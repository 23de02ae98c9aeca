use std::sync::Arc;

use axum::{
    middleware,
    routing::get,
    Router,
};

use shared_config::AppConfig;
use shared_utils::extractor::session_middleware;

use crate::handlers;

pub fn doctor_routes(state: Arc<AppConfig>) -> Router {
    Router::new()
        .route("/", get(handlers::list_doctors))
        .route("/{doctor_id}", get(handlers::get_doctor))
        .layer(middleware::from_fn(session_middleware))
        .with_state(state)
}
pub mod auth;
pub mod error;
pub mod time;

pub use auth::{LoginResponse, Operation, Role, SessionContext};
pub use error::ClinicError;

===

TASK REQUIREMENTS: Repeat exactly, and only, the lines from the one containing "use shared_config::AppConfig;" through the end of the material.

TASK OUTPUT:
use shared_config::AppConfig;
use shared_utils::extractor::session_middleware;

use crate::handlers;

pub fn doctor_routes(state: Arc<AppConfig>) -> Router {
    Router::new()
        .route("/", get(handlers::list_doctors))
        .route("/{doctor_id}", get(handlers::get_doctor))
        .layer(middleware::from_fn(session_middleware))
        .with_state(state)
}
pub mod auth;
pub mod error;
pub mod time;

pub use auth::{LoginResponse, Operation, Role, SessionContext};
pub use error::ClinicError;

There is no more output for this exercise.